BEGIN PROVIDED DATA

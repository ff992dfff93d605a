//! Agent result: a tagged success/failure produced by exactly one dispatch.

use crate::core::query::Context;
use serde::{Deserialize, Serialize};
use serde_json::Value;
use std::fmt;

/// Why a dispatch did not produce a usable answer
#[derive(Debug, Clone, Copy, PartialEq, Eq, Serialize, Deserialize)]
#[serde(rename_all = "snake_case")]
pub enum FailureKind {
    /// The agent returned an error or panicked
    AgentInvocation,
    /// The agent did not answer within the deadline
    Timeout,
    /// The agent rejected its input (e.g. no image for pest detection)
    InvalidInput,
    /// The request was a help request; a capability listing was returned
    HelpRequested,
    /// No agent could be matched to the request
    NotUnderstood,
    /// No agents are available at all
    Unavailable,
}

impl FailureKind {
    pub fn as_str(&self) -> &'static str {
        match self {
            FailureKind::AgentInvocation => "agent_invocation",
            FailureKind::Timeout => "timeout",
            FailureKind::InvalidInput => "invalid_input",
            FailureKind::HelpRequested => "help_requested",
            FailureKind::NotUnderstood => "not_understood",
            FailureKind::Unavailable => "unavailable",
        }
    }
}

impl fmt::Display for FailureKind {
    fn fmt(&self, f: &mut fmt::Formatter<'_>) -> fmt::Result {
        write!(f, "{}", self.as_str())
    }
}

/// Outcome of one agent dispatch.
///
/// `message`, when present, is a ready-made English answer that takes
/// precedence over response templates.
#[derive(Debug, Clone, PartialEq, Serialize, Deserialize)]
#[serde(tag = "kind", rename_all = "snake_case")]
pub enum AgentResult {
    Success {
        payload: Context,
        #[serde(default, skip_serializing_if = "Option::is_none")]
        message: Option<String>,
    },
    Failure {
        error: FailureKind,
        detail: String,
        #[serde(default)]
        payload: Context,
        #[serde(default, skip_serializing_if = "Option::is_none")]
        message: Option<String>,
    },
}

impl AgentResult {
    pub fn success(payload: Context) -> Self {
        AgentResult::Success {
            payload,
            message: None,
        }
    }

    pub fn failure(error: FailureKind, detail: impl Into<String>) -> Self {
        AgentResult::Failure {
            error,
            detail: detail.into(),
            payload: Context::new(),
            message: None,
        }
    }

    /// Attach a ready-made answer
    pub fn with_message(mut self, text: impl Into<String>) -> Self {
        match &mut self {
            AgentResult::Success { message, .. } | AgentResult::Failure { message, .. } => {
                *message = Some(text.into());
            }
        }
        self
    }

    /// Add a structured field to the payload
    pub fn with_field(mut self, key: impl Into<String>, value: impl Into<Value>) -> Self {
        match &mut self {
            AgentResult::Success { payload, .. } | AgentResult::Failure { payload, .. } => {
                payload.insert(key.into(), value.into());
            }
        }
        self
    }

    pub fn is_success(&self) -> bool {
        matches!(self, AgentResult::Success { .. })
    }

    pub fn payload(&self) -> &Context {
        match self {
            AgentResult::Success { payload, .. } | AgentResult::Failure { payload, .. } => payload,
        }
    }

    pub fn message(&self) -> Option<&str> {
        match self {
            AgentResult::Success { message, .. } | AgentResult::Failure { message, .. } => {
                message.as_deref()
            }
        }
    }

    pub fn failure_kind(&self) -> Option<FailureKind> {
        match self {
            AgentResult::Success { .. } => None,
            AgentResult::Failure { error, .. } => Some(*error),
        }
    }

    /// Machine-readable error string, `None` on success
    pub fn error_text(&self) -> Option<String> {
        match self {
            AgentResult::Success { .. } => None,
            AgentResult::Failure { error, detail, .. } => Some(format!("{}: {}", error, detail)),
        }
    }
}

END PROVIDED DATA

:: YOUR TASK ::
An exact copy of all the records above is needed.

:: ANSWER SECTION ::
repository ff992dfff93d605a
//! Agent result: a tagged success/failure produced by exactly one dispatch.

use crate::core::query::Context;
use serde::{Deserialize, Serialize};
use serde_json::Value;
use std::fmt;

/// Why a dispatch did not produce a usable answer
#[derive(Debug, Clone, Copy, PartialEq, Eq, Serialize, Deserialize)]
#[serde(rename_all = "snake_case")]
pub enum FailureKind {
    /// The agent returned an error or panicked
    AgentInvocation,
    /// The agent did not answer within the deadline
    Timeout,
    /// The agent rejected its input (e.g. no image for pest detection)
    InvalidInput,
    /// The request was a help request; a capability listing was returned
    HelpRequested,
    /// No agent could be matched to the request
    NotUnderstood,
    /// No agents are available at all
    Unavailable,
}

impl FailureKind {
    pub fn as_str(&self) -> &'static str {
        match self {
            FailureKind::AgentInvocation => "agent_invocation",
            FailureKind::Timeout => "timeout",
            FailureKind::InvalidInput => "invalid_input",
            FailureKind::HelpRequested => "help_requested",
            FailureKind::NotUnderstood => "not_understood",
            FailureKind::Unavailable => "unavailable",
        }
    }
}

impl fmt::Display for FailureKind {
    fn fmt(&self, f: &mut fmt::Formatter<'_>) -> fmt::Result {
        write!(f, "{}", self.as_str())
    }
}

/// Outcome of one agent dispatch.
///
/// `message`, when present, is a ready-made English answer that takes
/// precedence over response templates.
#[derive(Debug, Clone, PartialEq, Serialize, Deserialize)]
#[serde(tag = "kind", rename_all = "snake_case")]
pub enum AgentResult {
    Success {
        payload: Context,
        #[serde(default, skip_serializing_if = "Option::is_none")]
        message: Option<String>,
    },
    Failure {
        error: FailureKind,
        detail: String,
        #[serde(default)]
        payload: Context,
        #[serde(default, skip_serializing_if = "Option::is_none")]
        message: Option<String>,
    },
}

impl AgentResult {
    pub fn success(payload: Context) -> Self {
        AgentResult::Success {
            payload,
            message: None,
        }
    }

    pub fn failure(error: FailureKind, detail: impl Into<String>) -> Self {
        AgentResult::Failure {
            error,
            detail: detail.into(),
            payload: Context::new(),
            message: None,
        }
    }

    /// Attach a ready-made answer
    pub fn with_message(mut self, text: impl Into<String>) -> Self {
        match &mut self {
            AgentResult::Success { message, .. } | AgentResult::Failure { message, .. } => {
                *message = Some(text.into());
            }
        }
        self
    }

    /// Add a structured field to the payload
    pub fn with_field(mut self, key: impl Into<String>, value: impl Into<Value>) -> Self {
        match &mut self {
            AgentResult::Success { payload, .. } | AgentResult::Failure { payload, .. } => {
                payload.insert(key.into(), value.into());
            }
        }
        self
    }

    pub fn is_success(&self) -> bool {
        matches!(self, AgentResult::Success { .. })
    }

    pub fn payload(&self) -> &Context {
        match self {
            AgentResult::Success { payload, .. } | AgentResult::Failure { payload, .. } => payload,
        }
    }

    pub fn message(&self) -> Option<&str> {
        match self {
            AgentResult::Success { message, .. } | AgentResult::Failure { message, .. } => {
                message.as_deref()
            }
        }
    }

    pub fn failure_kind(&self) -> Option<FailureKind> {
        match self {
            AgentResult::Success { .. } => None,
            AgentResult::Failure { error, .. } => Some(*error),
        }
    }

    /// Machine-readable error string, `None` on success
    pub fn error_text(&self) -> Option<String> {
        match self {
            AgentResult::Success { .. } => None,
            AgentResult::Failure { error, detail, .. } => Some(format!("{}: {}", error, detail)),
        }
    }
}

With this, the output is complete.